What does this Wisdom Tradition teach?
The three basic ideas of Theosophy are (1) the fundamental unity of all
existence, so that all pairs of opposites—matter and spirit, the human and
the divine, I and thou—are transitory and relative distinctions of an
underlying absolute Oneness, (2) the regularity of universal law,
cyclically producing universes out of the absolute ground of being, and
(3) the progress of consciousness developing through the cycles of life to
an ever-increasing realization of Unity.
That sounds abstract—what do those ideas mean in
daily life and how do we live by them?
These abstract ideas have some very specific and practical
implications, for example the following:
The world we live in is basically a good place, to be used wisely,
to be treasured, and to be honored: rejoice in life.
We develop as human beings, not by forsaking the world, but by
cooperating with nature to preserve and perfect it: respect the
environment and be ecologically responsible.
You and I are different expressions of the same life, so whatever
happens to either of us happens to both of us—our well-being is linked:
help your neighbor, and thereby help yourself.

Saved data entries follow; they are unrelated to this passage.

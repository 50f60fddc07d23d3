//! Advisory per-hash locks serialising tree creation from the same matched torrent.

use std::collections::HashMap;
use std::sync::{Arc, Mutex, PoisonError};

use seedlink_torrent_core::TorrentHash;
use tokio::sync::{Mutex as AsyncMutex, OwnedMutexGuard};

type LockTable = HashMap<TorrentHash, Arc<AsyncMutex<()>>>;

/// Hands out one guard per matched-torrent hash at a time.
#[derive(Debug, Clone, Default)]
pub struct HashLocks {
    table: Arc<Mutex<LockTable>>,
}

/// Proof that the holder owns the lock for `hash`; released on drop.
#[derive(Debug)]
pub struct HashGuard {
    hash: TorrentHash,
    _guard: OwnedMutexGuard<()>,
}

impl HashGuard {
    /// Hash this guard covers.
    #[must_use]
    pub const fn hash(&self) -> &TorrentHash {
        &self.hash
    }
}

impl HashLocks {
    /// Empty lock table.
    #[must_use]
    pub fn new() -> Self {
        Self::default()
    }

    /// Wait for the lock on `hash`.
    pub async fn lock(&self, hash: &TorrentHash) -> HashGuard {
        let mutex = self.entry(hash);
        HashGuard {
            hash: hash.clone(),
            _guard: mutex.lock_owned().await,
        }
    }

    /// Take the lock on `hash` if nobody holds it.
    #[must_use]
    pub fn try_lock(&self, hash: &TorrentHash) -> Option<HashGuard> {
        let mutex = self.entry(hash);
        mutex.try_lock_owned().ok().map(|guard| HashGuard {
            hash: hash.clone(),
            _guard: guard,
        })
    }

    /// Number of hashes currently tracked.
    #[must_use]
    pub fn len(&self) -> usize {
        self.table.lock().unwrap_or_else(PoisonError::into_inner).len()
    }

    /// Whether no hash is tracked.
    #[must_use]
    pub fn is_empty(&self) -> bool {
        self.len() == 0
    }

    fn entry(&self, hash: &TorrentHash) -> Arc<AsyncMutex<()>> {
        let mut table = self.table.lock().unwrap_or_else(PoisonError::into_inner);
        // Entries only referenced by the table are idle.
        table.retain(|key, mutex| key == hash || Arc::strong_count(mutex) > 1);
        Arc::clone(table.entry(hash.clone()).or_default())
    }
}

#[cfg(test)]
mod tests {
    use super::*;
    use std::time::Duration;

    #[tokio::test]
    async fn same_hash_is_exclusive() {
        let locks = HashLocks::new();
        let hash = TorrentHash::from_bytes(&[1; 20]);
        let guard = locks.lock(&hash).await;
        assert_eq!(guard.hash(), &hash);
        assert!(locks.try_lock(&hash).is_none());

        let other = TorrentHash::from_bytes(&[2; 20]);
        assert!(locks.try_lock(&other).is_some());

        drop(guard);
        assert!(locks.try_lock(&hash).is_some());
    }

    #[tokio::test]
    async fn waiters_acquire_after_release() -> anyhow::Result<()> {
        let locks = HashLocks::new();
        let hash = TorrentHash::from_bytes(&[1; 20]);
        let guard = locks.lock(&hash).await;

        let waiter = {
            let locks = locks.clone();
            let hash = hash.clone();
            tokio::spawn(async move { locks.lock(&hash).await.hash().clone() })
        };
        tokio::time::sleep(Duration::from_millis(20)).await;
        assert!(!waiter.is_finished());
        drop(guard);
        let acquired = tokio::time::timeout(Duration::from_secs(1), waiter).await??;
        assert_eq!(acquired, hash);
        Ok(())
    }

    #[tokio::test]
    async fn idle_entries_are_pruned() {
        let locks = HashLocks::new();
        for seed in 0..4 {
            drop(locks.lock(&TorrentHash::from_bytes(&[seed; 20])).await);
        }
        let _held = locks.lock(&TorrentHash::from_bytes(&[9; 20])).await;
        assert_eq!(locks.len(), 1);
    }
}
//! Post-add recheck tracking and the auto-resume decision.
//!
//! The monitor holds no timer; callers poll at their own cadence. It leaves
//! `Pending` only once the client reports checking, or once progress has moved
//! away from the value seen before the recheck was requested (a check that
//! finished between polls). Stale pre-recheck states never decide the outcome.

use seedlink_torrent_core::{ClientTorrentState, TorrentClient, TorrentError, TorrentHash};
use tracing::{info, warn};

use crate::error::{CrossSeedError, CrossSeedResult};

/// Default auto-resume threshold in percent.
pub const DEFAULT_RECHECK_THRESHOLD: f64 = 95.0;

/// Monitor lifecycle.
#[derive(Debug, Clone, Copy, PartialEq, Eq)]
pub enum RecheckState {
    /// Recheck requested, not yet observed.
    Pending,
    /// Client is verifying pieces.
    Checking,
    /// Threshold met and the torrent was resumed.
    AutoResumed,
    /// Threshold missed; the torrent stays paused for the operator.
    StayingPaused,
}

impl RecheckState {
    /// Whether the monitor has reached a final state.
    #[must_use]
    pub const fn is_terminal(self) -> bool {
        matches!(self, Self::AutoResumed | Self::StayingPaused)
    }
}

/// Decision taken once the recheck finishes.
#[derive(Debug, Clone, Copy, PartialEq, Eq)]
pub enum RecheckOutcome {
    /// Enough data verified; resume.
    AutoResume,
    /// Too little data verified; leave paused.
    StayPaused,
}

impl RecheckOutcome {
    /// Classify observed progress against an inclusive threshold.
    #[must_use]
    pub fn classify(progress: f64, threshold: f64) -> Self {
        if progress >= threshold {
            Self::AutoResume
        } else {
            Self::StayPaused
        }
    }

    /// Stable label for logs and metrics.
    #[must_use]
    pub const fn label(self) -> &'static str {
        match self {
            Self::AutoResume => "auto_resumed",
            Self::StayPaused => "staying_paused",
        }
    }
}

/// Tracks one torrent's recheck.
#[derive(Debug, Clone, PartialEq)]
pub struct RecheckMonitor {
    hash: TorrentHash,
    threshold: f64,
    state: RecheckState,
    baseline: Option<f64>,
    last_progress: Option<f64>,
}

impl RecheckMonitor {
    /// Monitor for `hash` resuming at `threshold` percent or more.
    #[must_use]
    pub const fn new(hash: TorrentHash, threshold: f64) -> Self {
        Self {
            hash,
            threshold,
            state: RecheckState::Pending,
            baseline: None,
            last_progress: None,
        }
    }

    /// Progress the client reported before the recheck was requested.
    #[must_use]
    pub const fn with_baseline(mut self, progress: f64) -> Self {
        self.baseline = Some(progress);
        self
    }

    /// Progress a finished check must differ from while still `Pending`.
    #[must_use]
    pub const fn baseline(&self) -> Option<f64> {
        self.baseline
    }

    /// Torrent being monitored.
    #[must_use]
    pub const fn hash(&self) -> &TorrentHash {
        &self.hash
    }

    /// Auto-resume threshold in percent.
    #[must_use]
    pub const fn threshold(&self) -> f64 {
        self.threshold
    }

    /// Current state.
    #[must_use]
    pub const fn state(&self) -> RecheckState {
        self.state
    }

    /// Progress seen by the latest observation.
    #[must_use]
    pub const fn last_progress(&self) -> Option<f64> {
        self.last_progress
    }

    /// Feed a client state; returns the outcome when the recheck has just finished.
    ///
    /// While `Pending`, an idle state only completes the recheck when its
    /// progress differs from the baseline; the first idle state becomes the
    /// baseline when none was given. Terminal monitors ignore further input.
    pub fn observe(&mut self, state: &ClientTorrentState) -> Option<RecheckOutcome> {
        if self.state.is_terminal() {
            return None;
        }
        self.last_progress = Some(state.progress);
        if state.activity.is_checking() {
            self.state = RecheckState::Checking;
            return None;
        }
        if self.state == RecheckState::Pending {
            match self.baseline {
                None => {
                    self.baseline = Some(state.progress);
                    return None;
                }
                Some(baseline) if (state.progress - baseline).abs() <= f64::EPSILON => return None,
                Some(_) => {}
            }
        }
        let outcome = RecheckOutcome::classify(state.progress, self.threshold);
        self.state = match outcome {
            RecheckOutcome::AutoResume => RecheckState::AutoResumed,
            RecheckOutcome::StayPaused => RecheckState::StayingPaused,
        };
        Some(outcome)
    }

    /// Poll the client once and resume the torrent when the threshold is met.
    ///
    /// # Errors
    ///
    /// Returns [`CrossSeedError::Client`] when the client call fails or no longer
    /// knows the torrent.
    pub async fn poll<C>(&mut self, client: &C) -> CrossSeedResult<Option<RecheckOutcome>>
    where
        C: TorrentClient + ?Sized,
    {
        if self.state.is_terminal() {
            return Ok(None);
        }
        let state = client
            .torrent_state(&self.hash)
            .await
            .map_err(|err| CrossSeedError::client("torrent_state", &self.hash, err))?
            .ok_or_else(|| CrossSeedError::Client {
                source: TorrentError::NotFound {
                    hash: self.hash.to_string(),
                },
            })?;

        let Some(outcome) = self.observe(&state) else {
            return Ok(None);
        };
        match outcome {
            RecheckOutcome::AutoResume => {
                client
                    .resume(&self.hash)
                    .await
                    .map_err(|err| CrossSeedError::client("resume", &self.hash, err))?;
                info!(
                    hash = %self.hash,
                    progress = state.progress,
                    threshold = self.threshold,
                    "recheck passed; torrent resumed"
                );
            }
            RecheckOutcome::StayPaused => {
                warn!(
                    hash = %self.hash,
                    progress = state.progress,
                    threshold = self.threshold,
                    "recheck below threshold; torrent left paused"
                );
            }
        }
        Ok(Some(outcome))
    }
}

#[cfg(test)]
mod tests {
    use super::*;
    use seedlink_torrent_core::TorrentActivity;

    fn state(progress: f64, activity: TorrentActivity) -> ClientTorrentState {
        ClientTorrentState {
            hash: TorrentHash::from_bytes(&[3; 20]),
            progress,
            activity,
            files: Vec::new(),
        }
    }

    #[test]
    fn threshold_is_inclusive() {
        assert_eq!(RecheckOutcome::classify(95.0, 95.0), RecheckOutcome::AutoResume);
        assert_eq!(RecheckOutcome::classify(94.9, 95.0), RecheckOutcome::StayPaused);
        assert_eq!(RecheckOutcome::classify(100.0, DEFAULT_RECHECK_THRESHOLD), RecheckOutcome::AutoResume);
    }

    #[test]
    fn monitor_walks_the_state_machine() {
        let mut monitor = RecheckMonitor::new(TorrentHash::from_bytes(&[3; 20]), 95.0);
        assert_eq!(monitor.state(), RecheckState::Pending);
        assert_eq!(monitor.observe(&state(40.0, TorrentActivity::CheckingFiles)), None);
        assert_eq!(monitor.state(), RecheckState::Checking);
        assert_eq!(
            monitor.observe(&state(94.9, TorrentActivity::Paused)),
            Some(RecheckOutcome::StayPaused)
        );
        assert_eq!(monitor.state(), RecheckState::StayingPaused);
        assert_eq!(monitor.last_progress(), Some(94.9));
        assert_eq!(monitor.observe(&state(100.0, TorrentActivity::Paused)), None);
        assert_eq!(monitor.state(), RecheckState::StayingPaused);
    }

    #[test]
    fn stale_idle_state_waits_for_checking() {
        let mut monitor = RecheckMonitor::new(TorrentHash::from_bytes(&[3; 20]), 95.0);
        assert_eq!(monitor.observe(&state(0.0, TorrentActivity::Paused)), None);
        assert_eq!(monitor.state(), RecheckState::Pending);
        assert_eq!(monitor.baseline(), Some(0.0));
        assert_eq!(monitor.observe(&state(0.0, TorrentActivity::Paused)), None);
        assert_eq!(monitor.observe(&state(100.0, TorrentActivity::CheckingFiles)), None);
        assert_eq!(monitor.state(), RecheckState::Checking);
        assert_eq!(
            monitor.observe(&state(100.0, TorrentActivity::Paused)),
            Some(RecheckOutcome::AutoResume)
        );
        assert_eq!(monitor.state(), RecheckState::AutoResumed);
    }

    #[test]
    fn check_finished_between_polls_is_detected_from_baseline() {
        let mut monitor = RecheckMonitor::new(TorrentHash::from_bytes(&[3; 20]), 95.0).with_baseline(100.0);
        assert_eq!(monitor.observe(&state(100.0, TorrentActivity::Paused)), None);
        assert_eq!(monitor.state(), RecheckState::Pending);
        assert_eq!(
            monitor.observe(&state(97.5, TorrentActivity::Paused)),
            Some(RecheckOutcome::AutoResume)
        );
        assert_eq!(monitor.state(), RecheckState::AutoResumed);
    }
}
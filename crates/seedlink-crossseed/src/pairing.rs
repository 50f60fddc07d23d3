//! Pairing incoming files with the matched torrent's files on disk.
//!
//! Paths are compared after stripping each side's own root folder, normalising
//! separators, and case-folding. Files left over are paired by identical size
//! and extension when exactly one candidate exists; anything still unpaired on
//! the incoming side is an extra that the client has to download.

use std::collections::HashMap;

use seedlink_fsops::paths::{common_root, extension_fold, strip_root};
use seedlink_fsops::{normalize, normalize_fold};
use seedlink_torrent_core::FileEntry;

use crate::pieces::ExtraFileSet;

/// One incoming file backed by one matched file.
#[derive(Debug, Clone, Copy, PartialEq, Eq)]
pub struct FilePair {
    /// Index into the incoming torrent's files.
    pub incoming: usize,
    /// Index into the matched torrent's files.
    pub matched: usize,
}

/// Result of pairing two file lists.
#[derive(Debug, Clone, Default, PartialEq, Eq)]
pub struct FilePairing {
    /// Paired files in incoming order.
    pub pairs: Vec<FilePair>,
    /// Incoming files with no counterpart.
    pub extras: ExtraFileSet,
    /// Root folder shared by every incoming file.
    pub incoming_root: Option<String>,
    /// Root folder shared by every matched file.
    pub matched_root: Option<String>,
}

impl FilePairing {
    /// Matched index paired with an incoming index.
    #[must_use]
    pub fn matched_for(&self, incoming: usize) -> Option<usize> {
        self.pairs
            .iter()
            .find(|pair| pair.incoming == incoming)
            .map(|pair| pair.matched)
    }
}

/// Pair incoming files with matched files.
#[must_use]
pub fn pair_files(incoming: &[FileEntry], matched: &[FileEntry]) -> FilePairing {
    let incoming_root = common_root(incoming.iter().map(|file| file.path.as_str()));
    let matched_root = common_root(matched.iter().map(|file| file.path.as_str()));

    let mut by_key: HashMap<String, Vec<usize>> = HashMap::new();
    for (index, file) in matched.iter().enumerate() {
        by_key
            .entry(relative_key(&file.path, matched_root.as_deref()))
            .or_default()
            .push(index);
    }

    let mut used = vec![false; matched.len()];
    let mut paired: Vec<Option<usize>> = vec![None; incoming.len()];

    for (index, file) in incoming.iter().enumerate() {
        let key = relative_key(&file.path, incoming_root.as_deref());
        let Some(candidates) = by_key.get(&key) else {
            continue;
        };
        if let Some(&found) = candidates
            .iter()
            .find(|&&candidate| !used[candidate] && matched[candidate].size == file.size)
        {
            used[found] = true;
            paired[index] = Some(found);
        }
    }

    for (index, file) in incoming.iter().enumerate() {
        if paired[index].is_some() {
            continue;
        }
        let extension = extension_fold(&normalize(&file.path));
        let mut candidates = matched.iter().enumerate().filter(|(candidate, entry)| {
            !used[*candidate]
                && entry.size == file.size
                && extension_fold(&normalize(&entry.path)) == extension
        });
        if let (Some((found, _)), None) = (candidates.next(), candidates.next()) {
            used[found] = true;
            paired[index] = Some(found);
        }
    }

    let mut pairing = FilePairing {
        incoming_root,
        matched_root,
        ..FilePairing::default()
    };
    for (index, found) in paired.into_iter().enumerate() {
        match found {
            Some(matched) => pairing.pairs.push(FilePair {
                incoming: index,
                matched,
            }),
            None => pairing.extras.insert(index),
        }
    }
    pairing
}

fn relative_key(path: &str, root: Option<&str>) -> String {
    let normalized = normalize(path);
    let relative = root.map_or(normalized.as_str(), |root| strip_root(&normalized, root));
    normalize_fold(relative)
}

#[cfg(test)]
mod tests {
    use super::*;

    fn entries(items: &[(&str, u64)]) -> Vec<FileEntry> {
        items
            .iter()
            .map(|(path, size)| FileEntry::new(*path, *size))
            .collect()
    }

    #[test]
    fn pairs_by_root_stripped_case_folded_path() {
        let incoming = entries(&[("Movie.2024/Movie.mkv", 10), ("Movie.2024/Subs/en.srt", 2)]);
        let matched = entries(&[(r"movie 2024\subs\EN.srt", 2), ("movie 2024/movie.MKV", 10)]);
        let pairing = pair_files(&incoming, &matched);
        assert_eq!(
            pairing.pairs,
            vec![
                FilePair { incoming: 0, matched: 1 },
                FilePair { incoming: 1, matched: 0 },
            ]
        );
        assert!(pairing.extras.is_empty());
        assert_eq!(pairing.incoming_root.as_deref(), Some("Movie.2024"));
        assert_eq!(pairing.matched_root.as_deref(), Some("movie 2024"));
    }

    #[test]
    fn falls_back_to_unique_size_and_extension() {
        let incoming = entries(&[("Show.S01E01.mkv", 100), ("Show.S01E01.nfo", 3)]);
        let matched = entries(&[("show-s01e01-group.mkv", 100)]);
        let pairing = pair_files(&incoming, &matched);
        assert_eq!(pairing.matched_for(0), Some(0));
        assert_eq!(pairing.extras.iter().collect::<Vec<_>>(), vec![1]);
    }

    #[test]
    fn ambiguous_size_matches_stay_extras() {
        let incoming = entries(&[("a.mkv", 5)]);
        let matched = entries(&[("b.mkv", 5), ("c.mkv", 5)]);
        let pairing = pair_files(&incoming, &matched);
        assert!(pairing.pairs.is_empty());
        assert!(pairing.extras.contains(0));
    }

    #[test]
    fn size_mismatch_prevents_path_pairing() {
        let incoming = entries(&[("a.mkv", 5), ("a.nfo", 1)]);
        let matched = entries(&[("a.mkv", 5), ("a.nfo", 2)]);
        let pairing = pair_files(&incoming, &matched);
        assert_eq!(pairing.pairs.len(), 1);
        assert!(pairing.extras.contains(1));
    }
}
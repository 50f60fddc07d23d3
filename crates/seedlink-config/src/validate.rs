//! Validation and normalisation of instance settings.
//!
//! # Design
//! - Rejects combinations the engine cannot honour before any filesystem work.
//! - Surfaces an "effective" view with derived values plus guard-rail warnings.

use std::collections::HashSet;
use std::path::{Path, PathBuf};

use serde_json::Value;
use tracing::warn;

use crate::error::{ConfigError, ConfigResult};
use crate::model::{EffectiveSettings, InstanceSettings, LinkMode};

const SECTION_FALLBACK: &str = "instance";
const KNOWN_FIELDS: &[&str] = &[
    "instance_name",
    "local_filesystem_access",
    "hardlink_enabled",
    "reflink_enabled",
    "link_base_dir",
    "directory_preset",
    "size_mismatch_tolerance_percent",
    "skip_recheck",
    "use_indexer_name_as_category",
    "cross_category_suffix",
    "tags",
    "start_paused",
];

/// Decode one instance's settings from a JSON object, rejecting unknown keys.
///
/// # Errors
///
/// Returns [`ConfigError::InvalidField`] when the payload is not an object,
/// [`ConfigError::UnknownField`] for unexpected keys, and
/// [`ConfigError::Parse`] when a field has the wrong type.
pub fn parse_instance_settings(value: &Value) -> ConfigResult<InstanceSettings> {
    let section = value
        .get("instance_name")
        .and_then(Value::as_str)
        .filter(|name| !name.trim().is_empty())
        .unwrap_or(SECTION_FALLBACK)
        .to_string();
    let Some(map) = value.as_object() else {
        return Err(ConfigError::invalid(
            &section,
            "<root>",
            Some(value.to_string()),
            "must be a JSON object",
        ));
    };
    if let Some(field) = map.keys().find(|key| !KNOWN_FIELDS.contains(&key.as_str())) {
        return Err(ConfigError::UnknownField {
            section,
            field: field.clone(),
        });
    }
    serde_json::from_value(value.clone()).map_err(|source| ConfigError::Parse { section, source })
}

/// Validate settings and derive the effective view.
///
/// # Errors
///
/// - [`ConfigError::ConflictingFields`] when hardlink and reflink are both enabled.
/// - [`ConfigError::InvalidField`] for an empty instance name, an out-of-range
///   tolerance, or a link mode without local access or an absolute base directory.
pub fn normalize_instance_settings(settings: &InstanceSettings) -> ConfigResult<EffectiveSettings> {
    let instance_name = settings.instance_name.trim().to_string();
    if instance_name.is_empty() {
        return Err(ConfigError::invalid(
            SECTION_FALLBACK,
            "instance_name",
            None,
            "must not be empty",
        ));
    }
    let section = instance_name.as_str();

    let tolerance = settings.size_mismatch_tolerance_percent;
    if !(0.0..=100.0).contains(&tolerance) {
        return Err(ConfigError::invalid(
            section,
            "size_mismatch_tolerance_percent",
            Some(tolerance.to_string()),
            "must be between 0 and 100",
        ));
    }

    let mut warnings = Vec::new();
    let link_mode = resolve_link_mode(section, settings, &mut warnings)?;
    let tags = normalize_tags(&settings.tags, &mut warnings);

    if settings.skip_recheck && matches!(link_mode, LinkMode::Reflink { .. }) {
        warnings.push(
            "reflink mode always rechecks; cross-seeds are skipped while skip_recheck is enabled"
                .to_string(),
        );
    }

    for warning in &warnings {
        warn!(instance = section, warning = %warning, "cross-seed settings guard rail applied");
    }

    Ok(EffectiveSettings {
        instance_name: instance_name.clone(),
        local_filesystem_access: settings.local_filesystem_access,
        link_mode,
        recheck_threshold_percent: 100.0 - tolerance,
        skip_recheck: settings.skip_recheck,
        use_indexer_name_as_category: settings.use_indexer_name_as_category,
        cross_category_suffix: settings.cross_category_suffix,
        tags,
        start_paused: settings.start_paused,
        warnings,
    })
}

fn resolve_link_mode(
    section: &str,
    settings: &InstanceSettings,
    warnings: &mut Vec<String>,
) -> ConfigResult<LinkMode> {
    let base_dir = settings
        .link_base_dir
        .as_deref()
        .map(str::trim)
        .filter(|dir| !dir.is_empty());

    if settings.hardlink_enabled && settings.reflink_enabled {
        return Err(ConfigError::ConflictingFields {
            section: section.to_string(),
            first: "hardlink_enabled",
            second: "reflink_enabled",
            reason: "hardlink and reflink modes are mutually exclusive",
        });
    }

    if !settings.hardlink_enabled && !settings.reflink_enabled {
        if base_dir.is_some() {
            warnings.push("link_base_dir is ignored because no link mode is enabled".to_string());
        }
        return Ok(LinkMode::Default);
    }

    if !settings.local_filesystem_access {
        return Err(ConfigError::invalid(
            section,
            "local_filesystem_access",
            Some("false".to_string()),
            "link modes require local filesystem access",
        ));
    }

    let Some(raw_dir) = base_dir else {
        return Err(ConfigError::invalid(
            section,
            "link_base_dir",
            None,
            "required when a link mode is enabled",
        ));
    };
    if !Path::new(raw_dir).is_absolute() {
        return Err(ConfigError::invalid(
            section,
            "link_base_dir",
            Some(raw_dir.to_string()),
            "must be an absolute path",
        ));
    }

    let base_dir = PathBuf::from(raw_dir);
    let preset = settings.directory_preset;
    Ok(if settings.hardlink_enabled {
        LinkMode::Hardlink { base_dir, preset }
    } else {
        LinkMode::Reflink { base_dir, preset }
    })
}

fn normalize_tags(tags: &[String], warnings: &mut Vec<String>) -> Vec<String> {
    let mut seen = HashSet::new();
    let mut normalized = Vec::with_capacity(tags.len());
    let mut dropped = 0_usize;
    for tag in tags {
        let trimmed = tag.trim();
        if trimmed.is_empty() || !seen.insert(trimmed.to_string()) {
            dropped += 1;
            continue;
        }
        normalized.push(trimmed.to_string());
    }
    if dropped > 0 {
        warnings.push(format!("dropped {dropped} empty or duplicate tag(s)"));
    }
    normalized
}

Disharmony and evil are the result of ignorance and selfishness:
live in harmony and goodness so as to teach others by your life as well
as by your words.
What specific doctrines do Theosophists believe
The Theosophical Society is nondogmatic, and Theosophists are
encouraged to accept nothing on faith or on the word of another, but to
adopt only those ideas that satisfy their own sense of what is real and
important. Theosophy is a way of looking at life rather than a creed.
Modern Theosophy, however, presents ideas like the following for our
consideration, and many Theosophists hold these ideas, not as fixed
beliefs, but as a way of looking at life that explains the world as they
karma (or moral justice),
the existence of worlds of experience beyond the physical,
the presence of life and consciousness in all matter,
the evolution of spirit and intelligence as well as of physical
the possibility of our conscious participation in evolution,
the power of thought to affect one's self and surroundings,
the reality of free will and self-responsibility,
the duty of altruism, a concern for the welfare of others, and
the ultimate perfection of human nature, society, and life.
How do Theosophists regard churches and
Theosophy holds that all religions are expressions of humanity's effort
to relate to one another, to the universe around us, and to the ultimate
ground of being. Particular religions differ from one another because they
are expressions of that effort adapted to particular times, places,
cultures, and needs. Theosophy is not itself a religion, although it is
religious, in being concerned with humanity's effort to relate to ultimate
values. Individual Theosophists profess various of the world's
religions—Christian, Jewish, Moslem, Zoroastrian, Hindu, Buddhist. Some
have no religious affiliation. The Society itself is an expression of the
belief that human beings, however diverse their backgrounds, can
communicate and cooperate.
What is the message of Theosophy today?
The problems humanity faces—war, overpopulation, exploitation,
prejudice, oppression, greed, hate—are just the symptoms of a disease. We
need to treat the symptoms, but to cure the disease, we need to eliminate
its cause. The cause of the disease is ignorance of the truth that we are
not merely unconnected, independent beings whose particular welfare can be
achieved at the expense of the general good. The cure is the recognition
that we are all one with each other and with all life in the universe.
Despite the superficial cultural and genetic differences that divide
humanity, we are remarkably homogeneous—physically, psychologically,
intellectually, and spiritually. Biologically, we are a single human gene
pool, with only minor local variations. Psychologically, we respond to
pleasure and pain in the same way. Intellectually, we have the same
curiosity about our place in the universe and the same power to discover
truth. Spiritually, we have a common origin and a common destiny.
We are part and parcel of the totality of existence stretching from
this planet Earth to the farthest reaches of the cosmos in every
conceivable dimension. When we realize our integral connection with all
other human beings, with all other life forms, with the most distant
reaches of space, we will realize that we cannot either harm or help
another without harming or helping ourselves. We are all one.
To know this is to be healthy in body, whole in mind, and holy in
spirit. That ideal is expressed in the following words, known as the
"Universal Invocation," written by Annie Besant, the second President of
the Theosophical Society:
O hidden Life, vibrant in every atom,
O hidden Light, shining in every creature,
O hidden Love, embracing all in oneness,
May all who feel themselves as one with thee
Know they are therefore one with every other.